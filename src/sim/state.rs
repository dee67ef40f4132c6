//! Game state and entity types
//!
//! State is split along the two session locks: `Battlefield` holds the enemy
//! side (enemies, score, wave, flags), `Armory` holds the player side
//! (player, projectiles, pause, fire cooldown).

use glam::Vec2;
use rand::{Rng, SeedableRng};
use rand_pcg::Pcg32;
use serde::{Deserialize, Serialize};

use super::collision::Aabb;
use crate::clamp_soft;
use crate::consts::*;
use crate::error::{Error, Result};

/// Playable surface, dimensions supplied by the host
#[derive(Debug, Clone, Copy, PartialEq, Serialize, Deserialize)]
pub struct Arena {
    pub width: f32,
    pub height: f32,
}

impl Arena {
    /// Validate and create an arena
    pub fn new(width: f32, height: f32) -> Result<Self> {
        let valid = width.is_finite()
            && height.is_finite()
            && width >= MIN_ARENA_WIDTH
            && height >= MIN_ARENA_HEIGHT;
        if !valid {
            return Err(Error::InvalidArena { width, height });
        }
        Ok(Self { width, height })
    }

    /// Vertical center of the player's box
    #[inline]
    pub fn player_y(&self) -> f32 {
        self.height - PLAYER_CENTER_FROM_BOTTOM
    }

    /// Height at which new projectiles appear
    #[inline]
    pub fn projectile_spawn_y(&self) -> f32 {
        self.height - PROJECTILE_SPAWN_FROM_BOTTOM
    }

    /// Horizontal range an enemy center may occupy
    #[inline]
    pub fn enemy_x_bounds(&self) -> (f32, f32) {
        (ENEMY_HALF_SIZE, self.width - ENEMY_HALF_SIZE)
    }

    /// Vertical band outside of which enemies bounce
    #[inline]
    pub fn enemy_y_band(&self) -> (f32, f32) {
        (ENEMY_BAND_TOP, self.height - ENEMY_BAND_BOTTOM_MARGIN)
    }
}

/// The player's ship. Only the horizontal position moves.
#[derive(Debug, Clone, Copy, PartialEq, Serialize, Deserialize)]
pub struct Player {
    pub x: f32,
}

impl Player {
    /// Player centered in the arena
    pub fn centered(arena: &Arena) -> Self {
        Self {
            x: arena.width / 2.0,
        }
    }

    /// Move to `x`, keeping the whole ship inside the arena
    pub fn move_to(&mut self, x: f32, arena: &Arena) {
        self.x = clamp_soft(x, PLAYER_HALF_WIDTH, arena.width - PLAYER_HALF_WIDTH);
    }

    pub fn hitbox(&self, arena: &Arena) -> Aabb {
        Aabb::new(
            Vec2::new(self.x, arena.player_y()),
            Vec2::new(PLAYER_HALF_WIDTH, PLAYER_HALF_HEIGHT),
        )
    }
}

/// A shot travelling straight up
#[derive(Debug, Clone, Copy, PartialEq, Serialize, Deserialize)]
pub struct Projectile {
    pub pos: Vec2,
}

impl Projectile {
    /// Fire from the player's current position
    pub fn fired_by(player: &Player, arena: &Arena) -> Self {
        Self {
            pos: Vec2::new(player.x, arena.projectile_spawn_y()),
        }
    }

    /// Advance one tick
    #[inline]
    pub fn step(&mut self) {
        self.pos.y -= PROJECTILE_STEP;
    }

    /// Left through the top edge
    #[inline]
    pub fn is_off_arena(&self) -> bool {
        self.pos.y < 0.0
    }

    pub fn hits(&self, enemy: &Enemy) -> bool {
        enemy.hitbox().contains_point(self.pos)
    }
}

/// A drifting enemy ship
#[derive(Debug, Clone, Copy, PartialEq, Serialize, Deserialize)]
pub struct Enemy {
    pub pos: Vec2,
    pub vel: Vec2,
    /// Horizontal bounds for the center
    pub min_x: f32,
    pub max_x: f32,
}

impl Enemy {
    pub fn new(pos: Vec2, vel: Vec2, arena: &Arena) -> Self {
        let (min_x, max_x) = arena.enemy_x_bounds();
        Self {
            pos,
            vel,
            min_x,
            max_x,
        }
    }

    /// Enemy with a random starting velocity
    pub fn with_random_velocity(pos: Vec2, arena: &Arena, rng: &mut impl Rng) -> Self {
        let vel = Vec2::new(
            rng.random_range(-ENEMY_MAX_START_SPEED..ENEMY_MAX_START_SPEED),
            rng.random_range(-ENEMY_MAX_START_SPEED..ENEMY_MAX_START_SPEED),
        );
        Self::new(pos, vel, arena)
    }

    /// Advance one tick: drift, clamp-and-bounce horizontally, bounce vertically.
    ///
    /// The vertical bounce only flips the velocity, so a fast enemy can sit
    /// outside the band for a tick before it comes back.
    pub fn step(&mut self, arena: &Arena) {
        self.pos += self.vel;

        if self.pos.x < self.min_x {
            self.pos.x = self.min_x;
            self.vel.x = -self.vel.x;
        } else if self.pos.x > self.max_x {
            self.pos.x = self.max_x;
            self.vel.x = -self.vel.x;
        }

        let (top, bottom) = arena.enemy_y_band();
        if self.pos.y < top || self.pos.y > bottom {
            self.vel.y = -self.vel.y;
        }
    }

    /// Scale both velocity components, then lift any axis that became too slow
    pub fn increase_speed(&mut self, multiplier: f32) {
        self.vel *= multiplier;
        self.vel.x = lift_slow_axis(self.vel.x);
        self.vel.y = lift_slow_axis(self.vel.y);
    }

    /// Re-derive horizontal bounds after an arena resize
    pub fn rebind(&mut self, arena: &Arena) {
        let (min_x, max_x) = arena.enemy_x_bounds();
        self.min_x = min_x;
        self.max_x = max_x;
    }

    pub fn hitbox(&self) -> Aabb {
        Aabb::square(self.pos, ENEMY_HALF_SIZE)
    }
}

fn lift_slow_axis(v: f32) -> f32 {
    if (-SLOW_SPEED_LIMIT..=SLOW_SPEED_LIMIT).contains(&v) {
        if v < 0.0 {
            SLOW_NEGATIVE_SPEED
        } else {
            SLOW_POSITIVE_SPEED
        }
    } else {
        v
    }
}

/// Short-lived effect left behind by a destroyed enemy
#[derive(Debug, Clone, Copy, PartialEq, Serialize, Deserialize)]
pub struct Explosion {
    pub pos: Vec2,
    pub ticks_left: u32,
}

impl Explosion {
    pub fn at(pos: Vec2) -> Self {
        Self {
            pos,
            ticks_left: EXPLOSION_TICKS,
        }
    }

    /// Age one tick; returns false once expired
    pub fn age(&mut self) -> bool {
        self.ticks_left = self.ticks_left.saturating_sub(1);
        self.ticks_left > 0
    }

    /// Remaining life in [0, 1] for fading
    pub fn life(&self) -> f32 {
        self.ticks_left as f32 / EXPLOSION_TICKS as f32
    }
}

/// Something notable that happened during a tick
#[derive(Debug, Clone, PartialEq)]
pub enum GameEvent {
    /// A new batch of enemies entered the arena
    WaveSpawned { wave: u32, enemies: usize },
    /// The first batch was thrown away before it became interactive
    WarmUpWaveDiscarded,
    /// An enemy was shot down
    EnemyDestroyed { pos: Vec2 },
    /// All live enemies sped up
    SpeedEscalated { score: u32 },
    /// The player collided with an enemy
    GameOver { score: u32 },
}

/// Enemy side of the game: guarded by the outer session lock
#[derive(Debug, Clone)]
pub struct Battlefield {
    pub arena: Arena,
    /// Live enemies
    pub enemies: Vec<Enemy>,
    /// Visual effects only
    pub explosions: Vec<Explosion>,
    pub score: u32,
    /// Number of spawns so far (plus the warm-up bump)
    pub wave_count: u32,
    pub game_over: bool,
    /// Simulation tick counter (active ticks only)
    pub time_ticks: u64,
    /// Last score multiple that triggered an escalation
    score_checkpoint: u32,
    rng: Pcg32,
}

impl Battlefield {
    pub fn new(arena: Arena, seed: u64) -> Self {
        Self {
            arena,
            enemies: Vec::new(),
            explosions: Vec::new(),
            score: 0,
            wave_count: 0,
            game_over: false,
            time_ticks: 0,
            score_checkpoint: 0,
            rng: Pcg32::seed_from_u64(seed),
        }
    }

    /// Start a fresh run in the same arena. The RNG keeps its stream.
    pub fn restart(&mut self) {
        self.enemies.clear();
        self.explosions.clear();
        self.score = 0;
        self.wave_count = 0;
        self.game_over = false;
        self.time_ticks = 0;
        self.score_checkpoint = 0;
    }

    pub fn score_checkpoint(&self) -> u32 {
        self.score_checkpoint
    }

    pub(crate) fn set_score_checkpoint(&mut self, checkpoint: u32) {
        self.score_checkpoint = checkpoint;
    }

    pub(crate) fn rng(&mut self) -> &mut Pcg32 {
        &mut self.rng
    }

    /// Apply new arena dimensions; live enemies pick up the new bounds
    pub fn resize(&mut self, arena: Arena) {
        self.arena = arena;
        for enemy in &mut self.enemies {
            enemy.rebind(&arena);
        }
    }
}

/// Player side of the game: guarded by the inner session lock
#[derive(Debug, Clone)]
pub struct Armory {
    pub player: Player,
    /// Live projectiles
    pub projectiles: Vec<Projectile>,
    pub paused: bool,
    /// Timestamp of the last accepted shot
    pub last_shot_ms: Option<u64>,
    pub fire_cooldown_ms: u64,
}

impl Armory {
    pub fn new(arena: &Arena, fire_cooldown_ms: u64) -> Self {
        Self {
            player: Player::centered(arena),
            projectiles: Vec::new(),
            paused: false,
            last_shot_ms: None,
            fire_cooldown_ms,
        }
    }

    /// Start a fresh run: player back to center, no shots in flight
    pub fn restart(&mut self, arena: &Arena) {
        self.player = Player::centered(arena);
        self.projectiles.clear();
        self.paused = false;
        self.last_shot_ms = None;
    }

    /// Fire if the cooldown has elapsed. Returns true when a shot was added.
    pub fn try_fire(&mut self, at_ms: u64, arena: &Arena) -> bool {
        let ready = self
            .last_shot_ms
            .map(|last| at_ms.saturating_sub(last) >= self.fire_cooldown_ms)
            .unwrap_or(true);
        if !ready {
            return false;
        }
        self.projectiles
            .push(Projectile::fired_by(&self.player, arena));
        self.last_shot_ms = Some(at_ms);
        true
    }

    pub fn resize(&mut self, arena: &Arena) {
        let x = self.player.x;
        self.player.move_to(x, arena);
    }
}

WHAT YOU SHOULD DO: Using the material above, transcribe exactly the lines from the line with "the player's box" to the line with "pub fn is_off_arena(&self)"; both count, and nothing else goes in.

EXERCISE RESULT:
    /// Vertical center of the player's box
    #[inline]
    pub fn player_y(&self) -> f32 {
        self.height - PLAYER_CENTER_FROM_BOTTOM
    }

    /// Height at which new projectiles appear
    #[inline]
    pub fn projectile_spawn_y(&self) -> f32 {
        self.height - PROJECTILE_SPAWN_FROM_BOTTOM
    }

    /// Horizontal range an enemy center may occupy
    #[inline]
    pub fn enemy_x_bounds(&self) -> (f32, f32) {
        (ENEMY_HALF_SIZE, self.width - ENEMY_HALF_SIZE)
    }

    /// Vertical band outside of which enemies bounce
    #[inline]
    pub fn enemy_y_band(&self) -> (f32, f32) {
        (ENEMY_BAND_TOP, self.height - ENEMY_BAND_BOTTOM_MARGIN)
    }
}

/// The player's ship. Only the horizontal position moves.
#[derive(Debug, Clone, Copy, PartialEq, Serialize, Deserialize)]
pub struct Player {
    pub x: f32,
}

impl Player {
    /// Player centered in the arena
    pub fn centered(arena: &Arena) -> Self {
        Self {
            x: arena.width / 2.0,
        }
    }

    /// Move to `x`, keeping the whole ship inside the arena
    pub fn move_to(&mut self, x: f32, arena: &Arena) {
        self.x = clamp_soft(x, PLAYER_HALF_WIDTH, arena.width - PLAYER_HALF_WIDTH);
    }

    pub fn hitbox(&self, arena: &Arena) -> Aabb {
        Aabb::new(
            Vec2::new(self.x, arena.player_y()),
            Vec2::new(PLAYER_HALF_WIDTH, PLAYER_HALF_HEIGHT),
        )
    }
}

/// A shot travelling straight up
#[derive(Debug, Clone, Copy, PartialEq, Serialize, Deserialize)]
pub struct Projectile {
    pub pos: Vec2,
}

impl Projectile {
    /// Fire from the player's current position
    pub fn fired_by(player: &Player, arena: &Arena) -> Self {
        Self {
            pos: Vec2::new(player.x, arena.projectile_spawn_y()),
        }
    }

    /// Advance one tick
    #[inline]
    pub fn step(&mut self) {
        self.pos.y -= PROJECTILE_STEP;
    }

    /// Left through the top edge
    #[inline]
    pub fn is_off_arena(&self) -> bool {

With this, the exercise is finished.